Wareagle 50 inspired me to cook a butt on my egg. Did the usual rub down with the Bad Byron's and cooked around 230 for 16 hours. The butt weighed a little over 7 lbs. Shreded it up and put a homemade sauce using cider vinegar, turbinado, kosher salt, cracked pepper and cayenne pepper flakes. Once again the Dragons Breath charcoal performed great. One firebox full lasted the entire time and held tempature extremely well.


----------



## tailfisher (Oct 7, 2007)

Making me hungry


----------



## bfish (May 19, 2008)

Where do u get dragons breath charcoal?


----------



## AUtiger01 (Oct 17, 2007)

Wirelessly posted



bfish said:


> Where do u get dragons breath charcoal?


From Escambia Electric Motor...Hotreels on the PFF


----------



## Jason (Oct 2, 2007)

Yepper, Dragons Breath is great! Good job on the butt!!!


----------



## wareagle50 (Aug 2, 2008)

Looks tasty, yea Dragons Breath is great charcoal, it burns hotter, longer and cleaner than any other.


----------



## Salty Daze (Sep 25, 2011)

Here is a pic of one of the shoulders we just did on our backwoods smoker up in Memphis this weekend.
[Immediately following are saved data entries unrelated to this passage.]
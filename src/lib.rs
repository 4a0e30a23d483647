//! # cellprobe
//!
//! A Nagios plugin, and the library behind it, that checks a single HBase
//! cell.
//!
//! ## Architecture
//!
//! ```text
//! ┌──────────────────────────────────────────────────────────────────┐
//! │                            cellprobe                             │
//! │  ┌─────────┐    ┌──────────┐    ┌──────────┐    ┌─────────────┐  │
//! │  │   cli   │───▶│  check   │───▶│ validate │───▶│ CheckResult │──┼──▶ stdout + exit code
//! │  │(options)│    │ (stages) │    │ (shape)  │    │ (perfdata)  │  │
//! │  └─────────┘    └────┬─────┘    └──────────┘    └─────────────┘  │
//! │                      │ timing                                    │
//! │                      ▼                                           │
//! │                ┌───────────┐                                     │
//! │                │ CellStore │◀── HBaseRestStore | MemoryStore     │
//! │                └───────────┘                                     │
//! └──────────────────────────────────────────────────────────────────┘
//! ```
//!
//! - **[`cli`]**: Command line options, validated into a [`CheckRequest`]
//!   before any network I/O
//! - **[`config`]**: Connection defaults from a config file and the environment
//! - **[`check`]**: The staged run: connect, check the table, query, validate,
//!   evaluate thresholds, report
//! - **[`validate`]**: Cardinality and expected-pattern checks on query results
//! - **[`timing`]**: Timed, bounded execution of each network step
//! - **[`logging`]**: Diagnostic output on stderr
//!
//! ## Usage
//!
//! ### As a Nagios plugin
//!
//! ```bash
//! check_hbase_cell -H hbase-rest -T metrics -R host1 -C d:load -w 5 -c 10 -g
//! # OK: cell value = '0.75' for HBase table 'metrics' row 'host1' column 'd:load' | value=0.7500;5;10 connect_time=0.0031s query_time=0.0042s
//! ```
//!
//! ### As a library
//!
//! ```
//! use cellprobe::check::{self, CellCheck, CheckRequest, Mode};
//! use cellprobe_adapters::memory::MemoryStore;
//! use cellprobe_adapters::{CellQuery, Endpoint};
//! use cellprobe_types::{Status, Thresholds};
//!
//! let store = MemoryStore::builder()
//!     .table("metrics", |t| t.cell("host1", "d:load", "12"))
//!     .build();
//!
//! let request = CheckRequest {
//!     endpoint: Endpoint::new("localhost", 8080),
//!     mode: Mode::Cell(
//!         CellCheck::new(CellQuery::new("metrics", "host1", "d:load"))
//!             .thresholds(Thresholds::parse(Some("5"), Some("10"), false).unwrap()),
//!     ),
//! };
//!
//! let rt = tokio::runtime::Builder::new_current_thread().enable_all().build().unwrap();
//! let outcome = rt.block_on(check::run(&store, &request));
//! assert_eq!(outcome.status(), Status::Critical);
//! ```

pub mod check;
pub mod cli;
pub mod config;
pub mod logging;
pub mod timing;
pub mod validate;

pub use check::{CellCheck, CheckError, CheckRequest, CheckResult, Mode, Outcome};
pub use cli::{Args, UsageError};
pub use config::Settings;
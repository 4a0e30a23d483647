//! Wall-clock instrumentation for collaborator calls.
//!
//! Every network step of a check goes through [`TimedOperation`], which
//! measures it on a monotonic clock and bounds it with a timeout. The clock is
//! stopped on every outcome, so a failed or timed-out step still reports how
//! long it took.

use std::future::Future;
use std::time::Duration;

use tokio::time::Instant;
use tracing::debug;

/// Why a timed operation did not produce a value.
#[derive(Debug, Clone, PartialEq)]
pub enum TimedError<E> {
    /// The bound elapsed before the operation finished.
    Elapsed(Duration),
    /// The operation itself failed.
    Failed(E),
}

/// Elapsed time alongside an outcome.
#[derive(Debug, Clone, PartialEq)]
pub struct Timed<T> {
    pub duration: Duration,
    pub outcome: T,
}

impl<T> Timed<T> {
    pub fn secs(&self) -> f64 {
        self.duration.as_secs_f64()
    }
}

/// A named, optionally bounded, measured operation.
#[derive(Debug, Clone)]
pub struct TimedOperation {
    label: &'static str,
    timeout: Option<Duration>,
}

impl TimedOperation {
    pub fn new(label: &'static str) -> Self {
        Self {
            label,
            timeout: None,
        }
    }

    /// Give up after `bound`.
    pub fn timeout(mut self, bound: Duration) -> Self {
        self.timeout = Some(bound);
        self
    }

    /// Run `op` to completion (or until the bound), measuring it.
    pub async fn run<F, T, E>(self, op: F) -> Timed<Result<T, TimedError<E>>>
    where
        F: Future<Output = Result<T, E>>,
    {
        let start = Instant::now();
        let outcome = match self.timeout {
            Some(bound) => match tokio::time::timeout(bound, op).await {
                Ok(result) => result.map_err(TimedError::Failed),
                Err(_) => Err(TimedError::Elapsed(bound)),
            },
            None => op.await.map_err(TimedError::Failed),
        };
        let duration = start.elapsed();

        debug!(
            operation = self.label,
            secs = duration.as_secs_f64(),
            ok = outcome.is_ok(),
            "timed operation finished"
        );
        Timed { duration, outcome }
    }
}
We competed in Memphis in May BBQ contest this past weekend. The family had fun and ate well!!!!


----------



## tyler0421 (Jan 10, 2008)

I cooked one as well this weekend. Rubbed it down with bad byrons that I doctored up and injected with apple cider and bbq sauce. 13 hours at 250. pulled it off wrapped it in foil and stuck in a cooler for 3 hours. Best but I've ever had.


----------



## FishGolfDrink (Apr 19, 2011)

Pro move with the turbinado!


----------



## Paymaster (Jan 9, 2012)

Looks great!!!!!!!!!!:thumbsup:

I seldom use a rub on butts anymore. I spray a 4/1 parts apple juice to cider vinegar mixture about once an hour during the smoke. My family and friends seem to like it with just smoke and spray on the meat.


----------



## flappininthebreeze (Jul 13, 2009)

How long did you cook direct, vs over a drip pan or wrapped. Some recipes I see have a 1-2 hour direct time, then some indirect or over drip pan time. Other recipes seem to be all indirect or indirect, then wrapped. What is best?


----------



## tyler0421 (Jan 10, 2008)

flappininthebreeze said:


> How long did you cook direct, vs over a drip pan or wrapped. Some recipes I see have a 1-2 hour direct time, then some indirect or over drip pan time. Other recipes seem to be all indirect or indirect, then wrapped. What is best?


All Indirect. Direct will burn it.


----------